YOUR INSTRUCTIONS -> Give the data again exactly, stopping after the "frame on 0x1047809D." line.

[Dataset entries]
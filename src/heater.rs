//! Ampera/Eberspächer cabin heater protocol.
//!
//! The heater is a high-voltage PTC unit on a 33.3 kbit/s single-wire CAN
//! bus speaking a vendor protocol: it must be woken once with a broadcast
//! frame on 0x100 while the transceiver is in high-voltage mode, and then
//! held active by a six-frame keep-alive/command cycle replayed at a 25 to
//! 100 ms pace. Commanded power travels in the 0x10720099 frame as
//! `watts / 48`; the heater reports its actual power in the same scale in
//! an asynchronous frame on 0x1047809D.

use embedded_hal::blocking::delay::DelayUs;
use fugit::MicrosDurationU32;

use crate::{
    can::{CanBus, CanSink, Frame},
    controller::{pi::PiController, Controller},
    thermometer::{Temperature, Thermometer},
    transceiver::{Mode, Transceiver},
};

/// Broadcast wake-up frame ID.
pub const WAKEUP_ID: u32 = 0x100;
/// Keep-alive frame ID, first step of the command cycle.
pub const KEEP_ALIVE_ID: u32 = 0x621;
/// Power command frame ID.
pub const COMMAND_ID: u32 = 0x1072_0099;
/// Telemetry frame ID the heater reports its actual power on.
pub const TELEMETRY_ID: u32 = 0x1047_809D;

/// Watts per power-byte count in command and telemetry frames.
pub const POWER_SCALE_W: u16 = 48;
/// Highest commandable power: the largest multiple of 48 W that fits the
/// single power byte. Higher requests are clamped.
pub const MAX_POWER_W: u16 = 255 * POWER_SCALE_W;

/// Settle time either side of the wake-up frame while the transceiver is in
/// high-voltage mode. Must elapse fully before the next bus operation.
pub const WAKE_SETTLE: MicrosDurationU32 = MicrosDurationU32::millis(1);

const CYCLE_STEPS: u8 = 6;

/// Error from the peripherals the heater drives.
#[derive(Debug, Clone, Copy, PartialEq, Eq)]
#[cfg_attr(feature = "defmt", derive(defmt::Format))]
pub enum Error<B, X> {
    /// CAN send failed.
    Bus(B),
    /// Transceiver mode line failed.
    Transceiver(X),
}

/// One cabin heater on a single-wire CAN bus.
///
/// Owns the bus send handle, the transceiver mode line, the coolant
/// thermometer, the settle delay, and all protocol state. Drive it once per
/// 100 ms scheduler tick with [`set_power`](Self::set_power); received
/// telemetry arrives through the [`CanSink`] impl, which the transport
/// should register for [`TELEMETRY_ID`].
pub struct AmperaHeater<B, X, T, D> {
    bus: B,
    transceiver: X,
    thermometer: T,
    delay: D,
    controller: PiController,
    awake: bool,
    step: u8,
    reported_power: u16,
}

impl<B, X, T, D> AmperaHeater<B, X, T, D>
where
    B: CanBus,
    X: Transceiver,
    T: Thermometer,
    D: DelayUs<u32>,
{
    pub fn new(bus: B, transceiver: X, thermometer: T, delay: D) -> Self {
        Self {
            bus,
            transceiver,
            thermometer,
            delay,
            controller: PiController::new(0.0),
            awake: false,
            step: 0,
            reported_power: 0,
        }
    }

    /// Set the regulation target and run the PI loop once against the
    /// current sensor reading.
    ///
    /// Returns the computed demand in `[0, 6000]` watts. The demand is not
    /// forwarded to the command cycle; pass it to
    /// [`set_power`](Self::set_power) to close the loop. Call at the 100 Hz
    /// controller rate, once per tick.
    pub fn set_target_temperature(&mut self, target: Temperature) -> Result<u16, T::Error> {
        self.controller.set_target(target);
        let temp = self.thermometer.read()?;
        Ok(self.controller.run(temp))
    }

    /// Drive the command cycle for one tick.
    ///
    /// Zero power puts the heater to sleep and sends nothing; the next
    /// non-zero power runs the wake-up procedure and restarts the cycle at
    /// step 0. While awake, each call emits exactly one frame of the
    /// six-step cycle.
    pub fn set_power(&mut self, power: u16) -> Result<(), Error<B::Error, X::Error>> {
        if power == 0 {
            #[cfg(feature = "defmt")]
            if self.awake {
                defmt::debug!("heater commanded off");
            }
            self.awake = false;
            return Ok(());
        }

        if !self.awake {
            self.send_wakeup()?;
            self.awake = true;
            self.step = 0;
        }

        let frame = match self.step {
            0 => {
                // Re-assert normal mode at the start of every cycle.
                self.transceiver
                    .set_mode(Mode::Normal)
                    .map_err(Error::Transceiver)?;
                Frame::new(
                    KEEP_ALIVE_ID,
                    &[0x00, 0x52, 0x00, 0x00, 0x00, 0x00, 0x00, 0x00],
                )
            }
            1 => Frame::new(0x1027_40CB, &[0x41, 0x00, 0x00]),
            2 => {
                let count = (power.min(MAX_POWER_W) / POWER_SCALE_W) as u8;
                Frame::new(COMMAND_ID, &[0x02, count, 0x00, 0x00, 0x00])
            }
            3 => Frame::new(
                0x102C_C040,
                &[0x01, 0x01, 0xCF, 0x18, 0x00, 0x51, 0x06, 0x6D],
            ),
            4 => Frame::new(0x13FF_E060, &[]),
            _ => Frame::new(0x1024_2040, &[0x02]),
        };

        self.bus.send(&frame).map_err(Error::Bus)?;
        self.step = (self.step + 1) % CYCLE_STEPS;
        Ok(())
    }

    /// Current coolant temperature.
    pub fn temperature(&mut self) -> Result<Temperature, T::Error> {
        self.thermometer.read()
    }

    /// Last power the heater reported over telemetry, in watts.
    ///
    /// Reflects decoded telemetry only, never the commanded power.
    pub fn power(&self) -> u16 {
        self.reported_power
    }

    pub fn is_awake(&self) -> bool {
        self.awake
    }

    /// Wake all SW-CAN devices: broadcast on 0x100 with the transceiver in
    /// high-voltage mode, then return to normal mode.
    fn send_wakeup(&mut self) -> Result<(), Error<B::Error, X::Error>> {
        #[cfg(feature = "defmt")]
        defmt::debug!("waking heater");

        self.transceiver
            .set_mode(Mode::HighVoltageWakeup)
            .map_err(Error::Transceiver)?;
        self.delay.delay_us(WAKE_SETTLE.to_micros());

        self.bus
            .send(&Frame::new(WAKEUP_ID, &[0x00; 8]))
            .map_err(Error::Bus)?;
        self.delay.delay_us(WAKE_SETTLE.to_micros());

        self.transceiver
            .set_mode(Mode::Normal)
            .map_err(Error::Transceiver)
    }
}

impl<B, X, T, D> CanSink for AmperaHeater<B, X, T, D> {
    fn interest(&self) -> u32 {
        TELEMETRY_ID
    }

    fn on_frame(&mut self, frame: &Frame) {
        // The transport should only route our telemetry here; drop anything
        // else, including frames too short to carry the power byte.
        if frame.id() != TELEMETRY_ID || frame.dlc() < 2 {
            return;
        }

        self.reported_power = u16::from(frame.data()[1]) * POWER_SCALE_W;

        #[cfg(feature = "defmt")]
        defmt::trace!("heater reports {} W", self.reported_power);
    }
}
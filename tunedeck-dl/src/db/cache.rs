//! Persistent tier of the reference metadata cache
//!
//! Each stage's result lives in its own JSON column so a later stage
//! can upsert without clobbering earlier results.

use anyhow::Result;
use sqlx::{Row, SqlitePool};

use crate::models::{ExtractedFields, GenreResult, GenreSource, ResolvedMetadata};

pub async fn get_resolved(pool: &SqlitePool, video_id: &str) -> Result<Option<ResolvedMetadata>> {
    get_json_column(pool, video_id, "resolved").await
}

pub async fn put_resolved(
    pool: &SqlitePool,
    video_id: &str,
    metadata: &ResolvedMetadata,
) -> Result<()> {
    put_json_column(pool, video_id, "resolved", serde_json::to_string(metadata)?).await
}

pub async fn get_extracted(pool: &SqlitePool, video_id: &str) -> Result<Option<ExtractedFields>> {
    get_json_column(pool, video_id, "extracted").await
}

pub async fn put_extracted(
    pool: &SqlitePool,
    video_id: &str,
    fields: &ExtractedFields,
) -> Result<()> {
    put_json_column(pool, video_id, "extracted", serde_json::to_string(fields)?).await
}

pub async fn get_genre(pool: &SqlitePool, video_id: &str) -> Result<Option<GenreResult>> {
    let row = sqlx::query("SELECT genre, genre_source FROM reference_cache WHERE video_id = ?")
        .bind(video_id)
        .fetch_optional(pool)
        .await?;
    Ok(row.and_then(|row| {
        let genre: Option<String> = row.get("genre");
        let source: Option<String> = row.get("genre_source");
        match (genre, source.and_then(|s| GenreSource::parse(&s))) {
            (Some(genre), Some(source)) => Some(GenreResult { genre, source }),
            _ => None,
        }
    }))
}

pub async fn put_genre(pool: &SqlitePool, video_id: &str, result: &GenreResult) -> Result<()> {
    sqlx::query(
        r#"
        INSERT INTO reference_cache (video_id, genre, genre_source, updated_at)
        VALUES (?, ?, ?, CURRENT_TIMESTAMP)
        ON CONFLICT(video_id) DO UPDATE SET
            genre = excluded.genre,
            genre_source = excluded.genre_source,
            updated_at = CURRENT_TIMESTAMP
        "#,
    )
    .bind(video_id)
    .bind(&result.genre)
    .bind(result.source.as_str())
    .execute(pool)
    .await?;
    Ok(())
}

/// Drop all cached stages for one reference.
pub async fn clear(pool: &SqlitePool, video_id: &str) -> Result<()> {
    sqlx::query("DELETE FROM reference_cache WHERE video_id = ?")
        .bind(video_id)
        .execute(pool)
        .await?;
    Ok(())
}

/// Drop every cached reference.
pub async fn clear_all(pool: &SqlitePool) -> Result<()> {
    sqlx::query("DELETE FROM reference_cache")
        .execute(pool)
        .await?;
    Ok(())
}

async fn get_json_column<T: serde::de::DeserializeOwned>(
    pool: &SqlitePool,
    video_id: &str,
    column: &str,
) -> Result<Option<T>> {
    let sql = format!("SELECT {column} FROM reference_cache WHERE video_id = ?");
    let row = sqlx::query(&sql).bind(video_id).fetch_optional(pool).await?;
    let json: Option<String> = match row {
        Some(row) => row.get(0),
        None => None,
    };
    // A row corrupted by hand-editing is treated as a miss
    Ok(json.and_then(|j| serde_json::from_str(&j).ok()))
}

async fn put_json_column(
    pool: &SqlitePool,
    video_id: &str,
    column: &str,
    json: String,
) -> Result<()> {
    let sql = format!(
        "INSERT INTO reference_cache (video_id, {column}, updated_at) \
         VALUES (?, ?, CURRENT_TIMESTAMP) \
         ON CONFLICT(video_id) DO UPDATE SET {column} = excluded.{column}, updated_at = CURRENT_TIMESTAMP"
    );
    sqlx::query(&sql).bind(video_id).bind(json).execute(pool).await?;
    Ok(())
}
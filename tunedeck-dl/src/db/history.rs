//! Append-only download history log

use anyhow::Result;
use chrono::{DateTime, Utc};
use serde::Serialize;
use sqlx::{Row, SqlitePool};

/// Actions recorded in the history log
#[derive(Debug, Clone, Copy, PartialEq, Eq, Serialize)]
#[serde(rename_all = "snake_case")]
pub enum HistoryAction {
    Downloaded,
    Skipped,
    Rejected,
    Unrejected,
    Deleted,
    Imported,
    Failed,
}

impl HistoryAction {
    pub fn as_str(&self) -> &'static str {
        match self {
            HistoryAction::Downloaded => "downloaded",
            HistoryAction::Skipped => "skipped",
            HistoryAction::Rejected => "rejected",
            HistoryAction::Unrejected => "unrejected",
            HistoryAction::Deleted => "deleted",
            HistoryAction::Imported => "imported",
            HistoryAction::Failed => "failed",
        }
    }
}

#[derive(Debug, Clone, Serialize)]
pub struct HistoryRecord {
    pub video_id: String,
    pub action: String,
    pub notes: Option<String>,
    pub recorded_at: Option<DateTime<Utc>>,
}

pub async fn record(
    pool: &SqlitePool,
    video_id: &str,
    action: HistoryAction,
    notes: Option<&str>,
) -> Result<()> {
    sqlx::query(
        "INSERT INTO download_history (video_id, action, notes, recorded_at) VALUES (?, ?, ?, CURRENT_TIMESTAMP)",
    )
    .bind(video_id)
    .bind(action.as_str())
    .bind(notes)
    .execute(pool)
    .await?;
    Ok(())
}

pub async fn for_video(pool: &SqlitePool, video_id: &str) -> Result<Vec<HistoryRecord>> {
    let rows = sqlx::query(
        r#"
        SELECT video_id, action, notes, recorded_at FROM download_history
        WHERE video_id = ? ORDER BY id DESC
        "#,
    )
    .bind(video_id)
    .fetch_all(pool)
    .await?;
    Ok(rows
        .into_iter()
        .map(|row| {
            let recorded_at: Option<String> = row.get("recorded_at");
            HistoryRecord {
                video_id: row.get("video_id"),
                action: row.get("action"),
                notes: row.get("notes"),
                recorded_at: recorded_at.and_then(|s| {
                    chrono::NaiveDateTime::parse_from_str(&s, "%Y-%m-%d %H:%M:%S")
                        .ok()
                        .map(|naive| naive.and_utc())
                }),
            }
        })
        .collect())
}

RESULT OF THIS EXERCISE ->
filename src/heater.rs
//! Ampera/Eberspächer cabin heater protocol.
//!
//! The heater is a high-voltage PTC unit on a 33.3 kbit/s single-wire CAN
//! bus speaking a vendor protocol: it must be woken once with a broadcast
//! frame on 0x100 while the transceiver is in high-voltage mode, and then
//! held active by a six-frame keep-alive/command cycle replayed at a 25 to
//! 100 ms pace. Commanded power travels in the 0x10720099 frame as
//! `watts / 48`; the heater reports its actual power in the same scale in
//! an asynchronous frame on 0x1047809D.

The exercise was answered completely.